LONDRA - Se in presenza di una bella donna vi capita di balbettare, confondervi, dimenticare cosa stavate facendo o dove stavate andando, consolatevi: non siete i soli. E, per di più, è madre natura che ha programmato noi uomini in maniera da comportarci in questo modo.
Una ricerca pubblicata in Gran Bretagna conferma infatti il vecchio luogo comune secondo cui il maschio, davanti alla bellezza femminile, perde la testa. Ebbene, sembra proprio così: basta un incontro fugace con una donna attraente e il cervello maschile smette di funzionare, perde colpi, non fa più il suo mestiere. "La donna più sciocca può manovrare a suo piacimento un uomo intelligente", diceva Kipling: se poi è carina, non c´è genio che possa resisterle.

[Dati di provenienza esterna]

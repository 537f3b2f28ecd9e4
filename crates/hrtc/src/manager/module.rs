// SPDX-License-Identifier: Apache-2.0 OR MIT
// Copyright (c) 2025-2026 naskel.com

//! Module loading against a table of statically linked modules.
//!
//! A module is known by its stem (`Echo` for `Echo.so`, `./lib/Echo`, ...)
//! and exports named init functions. `load` resolves the module, picks the
//! init function (default `<prefix><stem><suffix>`, e.g. `EchoInit`) and
//! hands it back to the manager, which runs it.

use super::Manager;
use crate::error::{RtcError, RtcResult};
use crate::properties::{split_csv, to_bool, Properties};
use parking_lot::RwLock;
use std::collections::BTreeMap;
use std::path::Path;
use std::sync::Arc;

/// Module entry point: registers factories with the manager.
pub type ModuleInitFn = Arc<dyn Fn(&Manager) -> RtcResult<()> + Send + Sync>;

/// A module that has been loaded.
#[derive(Debug, Clone, PartialEq, Eq)]
pub struct LoadedModule {
    pub name: String,
    /// Path found on `manager.modules.load_path`, or the requested name.
    pub file_path: String,
    pub init_func: String,
}

pub struct ModuleManager {
    load_path: Vec<String>,
    abs_path_allowed: bool,
    init_prefix: String,
    init_suffix: String,
    registry: RwLock<BTreeMap<String, BTreeMap<String, ModuleInitFn>>>,
    loaded: RwLock<Vec<LoadedModule>>,
}

fn module_stem(file_name: &str) -> Option<String> {
    Path::new(file_name)
        .file_stem()
        .map(|s| s.to_string_lossy().into_owned())
        .filter(|s| !s.is_empty())
}

impl ModuleManager {
    /// Settings come from `manager.modules.*`.
    pub fn new(props: &Properties) -> Self {
        Self {
            load_path: split_csv(props.get_property("manager.modules.load_path")),
            abs_path_allowed: to_bool(props.get_property("manager.modules.abs_path_allowed"), true),
            init_prefix: props.get_property("manager.modules.init_func_prefix").to_string(),
            init_suffix: props.get_property("manager.modules.init_func_suffix").to_string(),
            registry: RwLock::new(BTreeMap::new()),
            loaded: RwLock::new(Vec::new()),
        }
    }

    /// Make `init` available as `init_func` of module `name`.
    pub fn register_module(
        &self,
        name: &str,
        init_func: &str,
        init: ModuleInitFn,
    ) -> RtcResult<()> {
        if name.is_empty() || init_func.is_empty() {
            return Err(RtcError::bad_param("module and init function names must not be empty"));
        }
        self.registry
            .write()
            .entry(name.to_string())
            .or_default()
            .insert(init_func.to_string(), init);
        log::debug!("[ModuleManager::register_module] {}::{}", name, init_func);
        Ok(())
    }

    /// Default init function name for a module stem.
    pub fn init_func_name(&self, stem: &str) -> String {
        format!("{}{}{}", self.init_prefix, stem, self.init_suffix)
    }

    /// Resolve `file_name` and its init function.
    ///
    /// Returns `None` as the init function when the module was already
    /// loaded.
    pub fn load(
        &self,
        file_name: &str,
        init_func: &str,
    ) -> RtcResult<(LoadedModule, Option<ModuleInitFn>)> {
        let file_name = file_name.trim();
        if file_name.is_empty() {
            return Err(RtcError::bad_param("empty module name"));
        }
        let path = Path::new(file_name);
        if path.is_absolute() && !self.abs_path_allowed {
            return Err(RtcError::precondition(format!(
                "absolute module path {} not allowed",
                file_name
            )));
        }
        let stem = module_stem(file_name)
            .ok_or_else(|| RtcError::bad_param(format!("invalid module name {}", file_name)))?;

        if let Some(m) = self.loaded.read().iter().find(|m| m.name == stem) {
            log::debug!("[ModuleManager::load] {} already loaded", stem);
            return Ok((m.clone(), None));
        }

        let init_func = if init_func.is_empty() {
            self.init_func_name(&stem)
        } else {
            init_func.to_string()
        };
        let init = {
            let registry = self.registry.read();
            let symbols = registry
                .get(&stem)
                .ok_or_else(|| RtcError::NotFound(format!("module {}", stem)))?;
            symbols
                .get(&init_func)
                .cloned()
                .ok_or_else(|| RtcError::NotFound(format!("{} in module {}", init_func, stem)))?
        };

        let module = LoadedModule {
            name: stem,
            file_path: self.find_file(file_name),
            init_func,
        };
        self.loaded.write().push(module.clone());
        log::debug!("[ModuleManager::load] {} ({})", module.name, module.file_path);
        Ok((module, Some(init)))
    }

    fn find_file(&self, file_name: &str) -> String {
        let path = Path::new(file_name);
        if path.is_absolute() {
            return file_name.to_string();
        }
        self.load_path
            .iter()
            .map(|dir| Path::new(dir).join(path))
            .find(|p| p.is_file())
            .map_or_else(|| file_name.to_string(), |p| p.to_string_lossy().into_owned())
    }

    pub fn unload(&self, name: &str) -> RtcResult<()> {
        let stem = module_stem(name).unwrap_or_else(|| name.to_string());
        let mut loaded = self.loaded.write();
        let before = loaded.len();
        loaded.retain(|m| m.name != stem && m.file_path != name);
        if loaded.len() == before {
            return Err(RtcError::NotFound(format!("module {} not loaded", name)));
        }
        log::debug!("[ModuleManager::unload] {}", name);
        Ok(())
    }

    pub fn unload_all(&self) {
        self.loaded.write().clear();
    }

    pub fn get_loaded_modules(&self) -> Vec<LoadedModule> {
        self.loaded.read().clone()
    }

    /// Registered module names.
    pub fn get_loadable_modules(&self) -> Vec<String> {
        self.registry.read().keys().cloned().collect()
    }
}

"Il sex appeal fa andare l´uomo giù di testa" è il titolo con cui il quotidiano Daily Telegraph di Londra riassume la ricerca, apparsa sull´autorevole Journal of Experimental and Social Psychology. Si tratta di uno studio condotto da psicologi della Radbouds University, in Olanda, che hanno sottoposto a una serie di test un campione di studenti maschi eterosessuali.
A tutti è stato chiesto per esempio di ricordare una successione di lettere dell´alfabeto. Quindi ciascuno degli studenti ha trascorso sette minuti in compagnia di una donna attraente. Poi il test è stato ripetuto. La seconda volta, tutti gli studenti hanno ottenuto risultati decisamente peggiori della prima.
Gli studiosi pensano che la ragione sia questa: quando incontrano una donna che a loro piace, gli uomini usano istintivamente gran parte delle loro funzioni cerebrali, ossia delle risorse cognitive, per fare buona impressione su di lei, insomma per far colpo, e nel cervello rimangono dunque scarse risorse per altre funzioni.
Gli psicologi olandesi hanno avuto l´idea di condurre un simile esperimento quando uno di loro si è accorto che, dopo aver avuto una conversazione con una donna che lo aveva colpito per la sua bellezza e che non aveva mai incontrato prima, lui non riusciva a ricordare l´indirizzo di casa propria, in risposta a una domanda della sua interlocutrice per sapere dove vivesse. Il professor George Fieldman, membro della British Psychological Society, commenta sul Telegraph che i risultati riflettono il fatto che gli uomini sono programmati dall´evoluzione per pensare a come trasmettere i propri geni. «Quando un uomo incontra una donna», afferma lo studioso, «è concentrato sulla riproduzione. Ma una donna cerca anche altri attributi, come la gentilezza, la sincerità, la stabilità economica».
E in effetti la ricerca suggerisce che le donne non perdono la testa allo stesso modo, quando incontrano un uomo bello e affascinante.
Il test, secondo gli esperti, potrà essere utile per valutare le prestazioni di uomini che flirtano con le colleghe sul posto di lavoro o i risultati accademici nelle scuole miste. Senza contare che d´ora in poi l´uomo avrà una scusa in più, se si rende ridicolo di fronte a una bella donna: potrà sempre dare la colpa ai cavernicoli nostri antenati e all´evoluzione delle specie.